(PROBLEM STATEMENT):
Find the line in the entries below that contains "filename src/decoder/resample.rs". Repeat it exactly, and every line after it through the line that contains "let resampler = if".

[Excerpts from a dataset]
====

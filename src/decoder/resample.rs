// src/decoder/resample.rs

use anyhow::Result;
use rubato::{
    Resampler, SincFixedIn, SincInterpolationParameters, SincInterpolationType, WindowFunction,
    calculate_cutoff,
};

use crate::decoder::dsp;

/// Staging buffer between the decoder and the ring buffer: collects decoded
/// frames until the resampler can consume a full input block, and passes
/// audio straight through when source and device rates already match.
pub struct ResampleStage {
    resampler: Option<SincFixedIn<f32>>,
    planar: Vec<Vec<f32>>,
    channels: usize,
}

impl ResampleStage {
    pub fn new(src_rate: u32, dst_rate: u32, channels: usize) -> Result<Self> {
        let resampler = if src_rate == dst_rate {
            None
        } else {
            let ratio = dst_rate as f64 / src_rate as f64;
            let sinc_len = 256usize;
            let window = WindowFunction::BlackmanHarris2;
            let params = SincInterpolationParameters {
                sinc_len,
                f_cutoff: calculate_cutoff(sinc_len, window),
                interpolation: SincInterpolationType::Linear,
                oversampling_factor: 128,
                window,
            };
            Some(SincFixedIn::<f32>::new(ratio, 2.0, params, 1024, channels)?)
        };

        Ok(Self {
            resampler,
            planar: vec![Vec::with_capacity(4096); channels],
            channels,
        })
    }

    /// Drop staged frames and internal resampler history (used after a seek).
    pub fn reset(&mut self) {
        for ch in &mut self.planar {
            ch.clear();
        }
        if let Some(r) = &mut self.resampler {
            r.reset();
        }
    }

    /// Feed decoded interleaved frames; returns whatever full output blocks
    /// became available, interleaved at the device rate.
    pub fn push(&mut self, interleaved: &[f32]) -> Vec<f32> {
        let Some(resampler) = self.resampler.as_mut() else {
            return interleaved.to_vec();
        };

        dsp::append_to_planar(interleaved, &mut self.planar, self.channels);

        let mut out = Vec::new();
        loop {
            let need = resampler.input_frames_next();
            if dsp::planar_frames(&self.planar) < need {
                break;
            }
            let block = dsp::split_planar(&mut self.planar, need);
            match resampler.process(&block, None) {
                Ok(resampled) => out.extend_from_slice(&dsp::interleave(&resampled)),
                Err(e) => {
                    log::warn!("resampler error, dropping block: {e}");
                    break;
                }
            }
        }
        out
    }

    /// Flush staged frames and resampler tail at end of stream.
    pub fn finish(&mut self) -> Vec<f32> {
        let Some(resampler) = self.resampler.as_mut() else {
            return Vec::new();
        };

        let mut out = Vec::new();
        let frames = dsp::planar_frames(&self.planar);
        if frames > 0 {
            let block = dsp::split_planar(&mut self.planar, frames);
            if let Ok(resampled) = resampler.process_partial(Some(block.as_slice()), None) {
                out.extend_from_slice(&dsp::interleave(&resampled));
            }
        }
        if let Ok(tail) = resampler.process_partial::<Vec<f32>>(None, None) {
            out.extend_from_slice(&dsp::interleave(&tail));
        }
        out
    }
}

====

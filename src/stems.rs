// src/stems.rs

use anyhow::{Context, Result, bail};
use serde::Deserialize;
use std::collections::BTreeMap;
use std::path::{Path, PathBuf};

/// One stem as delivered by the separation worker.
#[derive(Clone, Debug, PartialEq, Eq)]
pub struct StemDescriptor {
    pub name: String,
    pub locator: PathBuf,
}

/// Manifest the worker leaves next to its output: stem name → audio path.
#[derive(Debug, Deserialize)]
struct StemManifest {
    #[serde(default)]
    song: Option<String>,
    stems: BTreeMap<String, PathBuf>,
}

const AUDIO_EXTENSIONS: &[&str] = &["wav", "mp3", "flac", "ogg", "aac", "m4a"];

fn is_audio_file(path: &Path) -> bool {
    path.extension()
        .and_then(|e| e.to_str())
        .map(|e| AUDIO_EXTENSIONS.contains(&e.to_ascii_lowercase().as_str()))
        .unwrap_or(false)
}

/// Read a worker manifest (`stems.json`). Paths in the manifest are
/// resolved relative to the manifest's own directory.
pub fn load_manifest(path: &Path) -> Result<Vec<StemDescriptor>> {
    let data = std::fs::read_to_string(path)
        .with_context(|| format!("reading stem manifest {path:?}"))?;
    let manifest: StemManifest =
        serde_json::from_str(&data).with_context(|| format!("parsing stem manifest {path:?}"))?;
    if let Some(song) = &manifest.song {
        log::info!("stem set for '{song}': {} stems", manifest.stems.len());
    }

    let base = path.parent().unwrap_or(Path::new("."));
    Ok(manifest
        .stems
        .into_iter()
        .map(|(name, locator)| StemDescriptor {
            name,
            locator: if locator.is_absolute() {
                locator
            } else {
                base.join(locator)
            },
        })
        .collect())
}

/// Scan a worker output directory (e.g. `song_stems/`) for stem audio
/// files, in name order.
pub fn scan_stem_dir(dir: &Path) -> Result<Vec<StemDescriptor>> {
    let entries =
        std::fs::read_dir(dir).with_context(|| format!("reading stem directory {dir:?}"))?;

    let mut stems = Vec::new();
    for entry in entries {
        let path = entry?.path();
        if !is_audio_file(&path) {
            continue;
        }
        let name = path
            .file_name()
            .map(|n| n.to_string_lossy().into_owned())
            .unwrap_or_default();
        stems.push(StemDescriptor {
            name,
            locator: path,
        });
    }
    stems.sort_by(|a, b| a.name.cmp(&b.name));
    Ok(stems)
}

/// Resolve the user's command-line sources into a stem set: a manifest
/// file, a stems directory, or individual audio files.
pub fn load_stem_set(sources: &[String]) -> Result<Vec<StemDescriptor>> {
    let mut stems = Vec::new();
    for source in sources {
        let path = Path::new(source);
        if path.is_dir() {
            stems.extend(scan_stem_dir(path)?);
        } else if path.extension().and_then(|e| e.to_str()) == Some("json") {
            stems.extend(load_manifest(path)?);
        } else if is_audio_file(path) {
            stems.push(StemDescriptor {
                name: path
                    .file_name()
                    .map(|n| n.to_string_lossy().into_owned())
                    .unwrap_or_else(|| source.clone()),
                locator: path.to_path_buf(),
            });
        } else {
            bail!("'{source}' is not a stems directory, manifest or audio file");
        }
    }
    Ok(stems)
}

====

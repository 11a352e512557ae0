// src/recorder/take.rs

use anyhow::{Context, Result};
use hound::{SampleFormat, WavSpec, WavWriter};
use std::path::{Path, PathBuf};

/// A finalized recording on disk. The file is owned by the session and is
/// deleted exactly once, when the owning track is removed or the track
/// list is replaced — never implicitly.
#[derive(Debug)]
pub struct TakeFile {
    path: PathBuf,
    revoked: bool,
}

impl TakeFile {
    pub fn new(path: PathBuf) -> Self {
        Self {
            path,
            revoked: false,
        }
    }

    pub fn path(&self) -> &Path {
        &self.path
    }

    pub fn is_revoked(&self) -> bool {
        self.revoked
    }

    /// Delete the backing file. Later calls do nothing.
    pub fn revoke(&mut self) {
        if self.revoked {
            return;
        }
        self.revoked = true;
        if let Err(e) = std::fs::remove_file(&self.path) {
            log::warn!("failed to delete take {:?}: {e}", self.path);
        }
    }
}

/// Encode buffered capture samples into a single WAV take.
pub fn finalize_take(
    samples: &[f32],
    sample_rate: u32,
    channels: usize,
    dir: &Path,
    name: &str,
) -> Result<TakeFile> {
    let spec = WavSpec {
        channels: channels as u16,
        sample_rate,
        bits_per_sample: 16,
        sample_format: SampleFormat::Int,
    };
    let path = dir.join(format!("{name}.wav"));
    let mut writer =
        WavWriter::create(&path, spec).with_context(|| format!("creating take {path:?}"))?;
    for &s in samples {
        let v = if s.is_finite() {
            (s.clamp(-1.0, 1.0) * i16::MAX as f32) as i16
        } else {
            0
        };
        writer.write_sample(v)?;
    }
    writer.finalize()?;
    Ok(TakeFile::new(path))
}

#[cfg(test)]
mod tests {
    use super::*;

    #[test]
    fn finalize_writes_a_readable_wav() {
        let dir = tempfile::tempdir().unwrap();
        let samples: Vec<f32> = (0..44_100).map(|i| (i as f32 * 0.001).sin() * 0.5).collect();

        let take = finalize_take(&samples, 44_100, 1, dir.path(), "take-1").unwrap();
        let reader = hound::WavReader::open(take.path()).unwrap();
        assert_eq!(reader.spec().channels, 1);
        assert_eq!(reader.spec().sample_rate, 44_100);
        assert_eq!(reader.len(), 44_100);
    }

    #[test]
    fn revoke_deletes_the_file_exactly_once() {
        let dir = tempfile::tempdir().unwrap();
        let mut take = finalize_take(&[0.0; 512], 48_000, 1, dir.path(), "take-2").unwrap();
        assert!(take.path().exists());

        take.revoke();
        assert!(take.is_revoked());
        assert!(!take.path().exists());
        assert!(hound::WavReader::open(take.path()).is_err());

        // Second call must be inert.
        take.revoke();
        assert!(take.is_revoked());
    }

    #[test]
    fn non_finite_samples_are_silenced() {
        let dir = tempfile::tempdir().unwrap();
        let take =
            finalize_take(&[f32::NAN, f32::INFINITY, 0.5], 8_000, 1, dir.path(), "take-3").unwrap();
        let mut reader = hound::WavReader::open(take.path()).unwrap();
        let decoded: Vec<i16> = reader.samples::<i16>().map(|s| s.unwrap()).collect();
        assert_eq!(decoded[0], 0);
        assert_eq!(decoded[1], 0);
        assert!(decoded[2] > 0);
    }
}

====

(OUTPUT OF THE EXERCISE):
filename src/decoder/resample.rs
// src/decoder/resample.rs

use anyhow::Result;
use rubato::{
    Resampler, SincFixedIn, SincInterpolationParameters, SincInterpolationType, WindowFunction,
    calculate_cutoff,
};

use crate::decoder::dsp;

/// Staging buffer between the decoder and the ring buffer: collects decoded
/// frames until the resampler can consume a full input block, and passes
/// audio straight through when source and device rates already match.
pub struct ResampleStage {
    resampler: Option<SincFixedIn<f32>>,
    planar: Vec<Vec<f32>>,
    channels: usize,
}

impl ResampleStage {
    pub fn new(src_rate: u32, dst_rate: u32, channels: usize) -> Result<Self> {
        let resampler = if src_rate == dst_rate {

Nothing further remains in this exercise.